* Action item
Your answer should consist of every line from the records that holds the string "references".
-- Source information follows --
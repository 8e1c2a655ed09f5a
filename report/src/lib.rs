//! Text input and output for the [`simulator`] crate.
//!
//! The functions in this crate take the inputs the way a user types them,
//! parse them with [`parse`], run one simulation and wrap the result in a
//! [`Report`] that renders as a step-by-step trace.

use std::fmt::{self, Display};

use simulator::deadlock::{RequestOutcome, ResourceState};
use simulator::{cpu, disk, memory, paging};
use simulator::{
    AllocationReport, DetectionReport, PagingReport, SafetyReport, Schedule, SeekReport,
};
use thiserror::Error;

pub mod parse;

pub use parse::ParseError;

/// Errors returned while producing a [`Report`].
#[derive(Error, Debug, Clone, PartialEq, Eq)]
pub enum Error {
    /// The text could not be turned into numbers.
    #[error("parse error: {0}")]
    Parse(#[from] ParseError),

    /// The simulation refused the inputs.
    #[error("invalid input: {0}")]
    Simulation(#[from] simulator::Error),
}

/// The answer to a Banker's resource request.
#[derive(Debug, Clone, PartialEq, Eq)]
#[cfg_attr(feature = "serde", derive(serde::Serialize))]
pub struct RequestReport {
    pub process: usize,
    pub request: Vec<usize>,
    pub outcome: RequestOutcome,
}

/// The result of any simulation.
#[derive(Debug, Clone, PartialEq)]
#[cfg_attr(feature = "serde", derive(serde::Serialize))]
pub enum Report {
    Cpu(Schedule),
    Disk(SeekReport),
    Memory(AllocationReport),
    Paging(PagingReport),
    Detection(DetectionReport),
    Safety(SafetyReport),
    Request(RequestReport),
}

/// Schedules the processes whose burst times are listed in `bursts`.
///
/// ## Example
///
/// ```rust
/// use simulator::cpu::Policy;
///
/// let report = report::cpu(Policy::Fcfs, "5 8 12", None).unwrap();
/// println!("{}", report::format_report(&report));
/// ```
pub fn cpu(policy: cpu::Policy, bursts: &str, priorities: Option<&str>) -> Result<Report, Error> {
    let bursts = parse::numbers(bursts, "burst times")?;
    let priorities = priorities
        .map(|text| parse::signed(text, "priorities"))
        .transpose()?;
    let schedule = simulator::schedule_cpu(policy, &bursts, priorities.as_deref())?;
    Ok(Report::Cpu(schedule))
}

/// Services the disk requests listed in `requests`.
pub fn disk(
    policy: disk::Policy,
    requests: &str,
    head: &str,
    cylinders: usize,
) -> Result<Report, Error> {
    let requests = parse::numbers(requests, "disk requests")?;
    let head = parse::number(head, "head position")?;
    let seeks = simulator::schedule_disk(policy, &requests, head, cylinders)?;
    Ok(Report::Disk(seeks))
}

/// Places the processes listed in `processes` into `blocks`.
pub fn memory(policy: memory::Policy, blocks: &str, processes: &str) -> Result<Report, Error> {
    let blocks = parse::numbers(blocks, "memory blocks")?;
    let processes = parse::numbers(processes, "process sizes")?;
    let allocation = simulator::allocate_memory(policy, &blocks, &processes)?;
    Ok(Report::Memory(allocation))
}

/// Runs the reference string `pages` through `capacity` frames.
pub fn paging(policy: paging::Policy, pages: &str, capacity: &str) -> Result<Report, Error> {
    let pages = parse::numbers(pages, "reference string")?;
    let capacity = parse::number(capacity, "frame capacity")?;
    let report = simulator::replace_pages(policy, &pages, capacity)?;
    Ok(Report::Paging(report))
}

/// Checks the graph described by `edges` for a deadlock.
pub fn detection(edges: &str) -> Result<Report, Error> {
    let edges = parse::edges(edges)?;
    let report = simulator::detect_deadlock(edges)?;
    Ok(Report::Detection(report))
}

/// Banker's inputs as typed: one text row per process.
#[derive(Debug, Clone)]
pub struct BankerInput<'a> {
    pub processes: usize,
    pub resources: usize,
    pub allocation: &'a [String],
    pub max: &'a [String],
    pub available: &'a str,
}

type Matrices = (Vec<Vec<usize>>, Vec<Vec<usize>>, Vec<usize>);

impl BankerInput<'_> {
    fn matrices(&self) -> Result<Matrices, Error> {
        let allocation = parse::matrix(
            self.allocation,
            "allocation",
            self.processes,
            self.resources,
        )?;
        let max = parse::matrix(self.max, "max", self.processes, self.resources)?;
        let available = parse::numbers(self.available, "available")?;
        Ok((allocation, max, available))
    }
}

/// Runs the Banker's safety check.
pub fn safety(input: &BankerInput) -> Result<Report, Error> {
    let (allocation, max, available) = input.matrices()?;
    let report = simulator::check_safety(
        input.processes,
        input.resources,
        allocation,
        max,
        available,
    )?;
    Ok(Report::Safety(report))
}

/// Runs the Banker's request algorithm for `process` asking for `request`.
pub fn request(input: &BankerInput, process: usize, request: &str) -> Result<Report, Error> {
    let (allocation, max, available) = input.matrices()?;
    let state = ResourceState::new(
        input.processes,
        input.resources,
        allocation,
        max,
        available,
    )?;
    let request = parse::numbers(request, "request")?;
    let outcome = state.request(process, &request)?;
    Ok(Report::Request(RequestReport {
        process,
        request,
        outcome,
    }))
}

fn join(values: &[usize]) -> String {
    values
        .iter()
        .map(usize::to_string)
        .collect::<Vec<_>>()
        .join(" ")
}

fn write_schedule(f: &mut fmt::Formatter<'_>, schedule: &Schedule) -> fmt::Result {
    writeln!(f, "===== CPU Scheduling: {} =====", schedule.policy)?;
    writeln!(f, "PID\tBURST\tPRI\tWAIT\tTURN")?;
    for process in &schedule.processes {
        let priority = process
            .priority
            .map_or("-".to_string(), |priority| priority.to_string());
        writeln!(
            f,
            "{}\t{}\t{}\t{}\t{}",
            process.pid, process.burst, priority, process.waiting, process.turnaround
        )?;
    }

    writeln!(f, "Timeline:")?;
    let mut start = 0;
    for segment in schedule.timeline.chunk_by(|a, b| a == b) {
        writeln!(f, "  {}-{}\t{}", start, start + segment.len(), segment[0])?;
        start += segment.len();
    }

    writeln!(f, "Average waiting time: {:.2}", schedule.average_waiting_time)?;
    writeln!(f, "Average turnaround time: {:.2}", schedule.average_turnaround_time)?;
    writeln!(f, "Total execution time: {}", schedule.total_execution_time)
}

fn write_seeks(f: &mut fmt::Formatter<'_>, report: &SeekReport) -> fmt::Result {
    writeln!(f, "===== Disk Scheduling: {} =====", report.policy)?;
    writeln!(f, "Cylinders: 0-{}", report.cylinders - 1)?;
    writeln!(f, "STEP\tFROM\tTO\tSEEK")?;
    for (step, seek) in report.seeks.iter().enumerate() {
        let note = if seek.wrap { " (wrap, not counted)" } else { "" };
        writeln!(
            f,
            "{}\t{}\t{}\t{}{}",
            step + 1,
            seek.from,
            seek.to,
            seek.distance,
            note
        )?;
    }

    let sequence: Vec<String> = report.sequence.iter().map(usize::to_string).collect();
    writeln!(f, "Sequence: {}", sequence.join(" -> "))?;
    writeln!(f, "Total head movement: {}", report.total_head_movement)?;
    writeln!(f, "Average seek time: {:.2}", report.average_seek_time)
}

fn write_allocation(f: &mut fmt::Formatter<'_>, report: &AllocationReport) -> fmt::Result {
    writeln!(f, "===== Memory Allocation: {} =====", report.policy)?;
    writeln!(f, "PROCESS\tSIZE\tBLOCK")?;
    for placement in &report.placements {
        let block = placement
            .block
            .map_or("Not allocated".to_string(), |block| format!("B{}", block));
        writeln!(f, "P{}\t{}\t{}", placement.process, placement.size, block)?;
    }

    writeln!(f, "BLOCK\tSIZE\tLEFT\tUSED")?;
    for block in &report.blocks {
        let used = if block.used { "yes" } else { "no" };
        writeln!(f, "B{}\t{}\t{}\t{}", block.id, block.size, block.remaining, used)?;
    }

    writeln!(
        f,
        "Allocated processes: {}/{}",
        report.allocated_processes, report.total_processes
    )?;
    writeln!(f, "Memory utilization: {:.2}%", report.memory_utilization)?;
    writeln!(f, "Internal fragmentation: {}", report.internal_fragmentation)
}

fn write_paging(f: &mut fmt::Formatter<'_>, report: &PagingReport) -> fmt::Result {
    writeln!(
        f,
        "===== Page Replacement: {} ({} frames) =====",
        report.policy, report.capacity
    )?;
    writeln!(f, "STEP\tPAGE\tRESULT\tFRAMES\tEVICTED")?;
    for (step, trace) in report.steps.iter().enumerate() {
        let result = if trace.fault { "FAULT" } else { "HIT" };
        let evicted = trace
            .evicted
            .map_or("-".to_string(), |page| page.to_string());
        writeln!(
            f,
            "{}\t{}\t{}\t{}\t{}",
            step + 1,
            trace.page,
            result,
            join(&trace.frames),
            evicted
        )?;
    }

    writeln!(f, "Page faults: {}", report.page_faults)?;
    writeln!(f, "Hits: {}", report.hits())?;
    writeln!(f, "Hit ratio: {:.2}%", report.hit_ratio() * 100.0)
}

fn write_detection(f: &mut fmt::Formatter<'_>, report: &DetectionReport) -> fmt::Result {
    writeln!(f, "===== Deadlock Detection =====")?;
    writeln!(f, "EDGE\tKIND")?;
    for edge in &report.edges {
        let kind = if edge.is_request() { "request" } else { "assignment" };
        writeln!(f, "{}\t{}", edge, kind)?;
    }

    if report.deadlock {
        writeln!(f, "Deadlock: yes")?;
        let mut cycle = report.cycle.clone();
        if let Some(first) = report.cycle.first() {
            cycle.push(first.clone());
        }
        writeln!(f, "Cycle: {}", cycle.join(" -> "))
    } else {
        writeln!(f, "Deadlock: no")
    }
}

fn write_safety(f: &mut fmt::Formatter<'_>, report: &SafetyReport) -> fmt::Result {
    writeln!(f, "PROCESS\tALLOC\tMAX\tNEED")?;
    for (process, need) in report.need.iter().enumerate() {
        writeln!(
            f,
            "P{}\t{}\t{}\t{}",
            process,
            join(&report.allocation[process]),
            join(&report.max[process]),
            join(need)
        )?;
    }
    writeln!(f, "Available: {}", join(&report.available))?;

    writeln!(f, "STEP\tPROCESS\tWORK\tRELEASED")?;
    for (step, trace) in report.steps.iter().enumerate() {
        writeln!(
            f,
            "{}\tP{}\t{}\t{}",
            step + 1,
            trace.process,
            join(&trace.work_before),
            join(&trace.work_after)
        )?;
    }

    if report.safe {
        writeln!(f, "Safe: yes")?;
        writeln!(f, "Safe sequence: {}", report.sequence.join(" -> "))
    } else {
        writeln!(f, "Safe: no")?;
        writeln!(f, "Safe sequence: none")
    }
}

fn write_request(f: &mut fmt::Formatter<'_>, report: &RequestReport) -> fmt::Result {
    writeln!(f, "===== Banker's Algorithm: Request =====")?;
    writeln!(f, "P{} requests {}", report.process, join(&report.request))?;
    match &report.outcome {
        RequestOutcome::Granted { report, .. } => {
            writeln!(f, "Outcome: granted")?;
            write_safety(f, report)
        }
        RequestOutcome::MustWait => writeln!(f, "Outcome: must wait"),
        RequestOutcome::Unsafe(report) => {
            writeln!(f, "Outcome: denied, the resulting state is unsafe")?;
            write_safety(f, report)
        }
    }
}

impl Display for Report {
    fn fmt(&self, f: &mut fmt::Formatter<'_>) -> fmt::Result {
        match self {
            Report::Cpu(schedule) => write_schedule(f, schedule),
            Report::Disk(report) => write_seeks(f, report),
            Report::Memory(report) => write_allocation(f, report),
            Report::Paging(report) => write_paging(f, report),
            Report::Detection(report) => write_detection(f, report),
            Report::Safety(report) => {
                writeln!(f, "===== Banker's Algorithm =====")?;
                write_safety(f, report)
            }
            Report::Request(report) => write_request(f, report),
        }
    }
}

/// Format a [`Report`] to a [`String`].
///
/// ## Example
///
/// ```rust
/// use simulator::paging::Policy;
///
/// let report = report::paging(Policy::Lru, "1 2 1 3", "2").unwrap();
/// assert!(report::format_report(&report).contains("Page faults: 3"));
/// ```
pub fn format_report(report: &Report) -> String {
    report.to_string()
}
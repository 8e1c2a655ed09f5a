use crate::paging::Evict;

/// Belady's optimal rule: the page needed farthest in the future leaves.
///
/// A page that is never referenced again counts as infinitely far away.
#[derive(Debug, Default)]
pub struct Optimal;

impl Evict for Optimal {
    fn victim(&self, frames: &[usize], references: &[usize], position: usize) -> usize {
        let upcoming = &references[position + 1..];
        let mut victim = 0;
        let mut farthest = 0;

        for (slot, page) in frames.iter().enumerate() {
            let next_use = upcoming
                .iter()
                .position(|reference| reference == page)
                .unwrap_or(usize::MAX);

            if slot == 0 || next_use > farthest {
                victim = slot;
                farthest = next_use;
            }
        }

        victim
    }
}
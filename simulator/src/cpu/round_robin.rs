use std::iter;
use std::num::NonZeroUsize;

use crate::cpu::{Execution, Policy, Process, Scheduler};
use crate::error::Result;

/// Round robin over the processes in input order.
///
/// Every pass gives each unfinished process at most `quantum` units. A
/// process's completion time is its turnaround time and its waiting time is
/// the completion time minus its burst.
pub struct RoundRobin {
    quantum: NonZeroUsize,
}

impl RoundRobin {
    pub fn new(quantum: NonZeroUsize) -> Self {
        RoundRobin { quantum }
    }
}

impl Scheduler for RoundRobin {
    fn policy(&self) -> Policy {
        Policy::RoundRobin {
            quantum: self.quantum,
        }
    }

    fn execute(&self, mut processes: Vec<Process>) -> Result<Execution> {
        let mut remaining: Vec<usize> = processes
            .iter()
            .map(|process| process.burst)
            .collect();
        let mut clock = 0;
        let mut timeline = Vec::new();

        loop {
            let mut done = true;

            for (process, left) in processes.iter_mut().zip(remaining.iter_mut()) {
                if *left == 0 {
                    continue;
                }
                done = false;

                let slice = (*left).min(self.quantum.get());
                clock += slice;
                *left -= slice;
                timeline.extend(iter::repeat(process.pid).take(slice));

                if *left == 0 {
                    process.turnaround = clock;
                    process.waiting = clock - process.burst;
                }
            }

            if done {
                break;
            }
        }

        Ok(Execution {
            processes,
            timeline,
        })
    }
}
-- Source information concluded --
* Solution to this problem
    fn victim(&self, frames: &[usize], references: &[usize], position: usize) -> usize {
        let upcoming = &references[position + 1..];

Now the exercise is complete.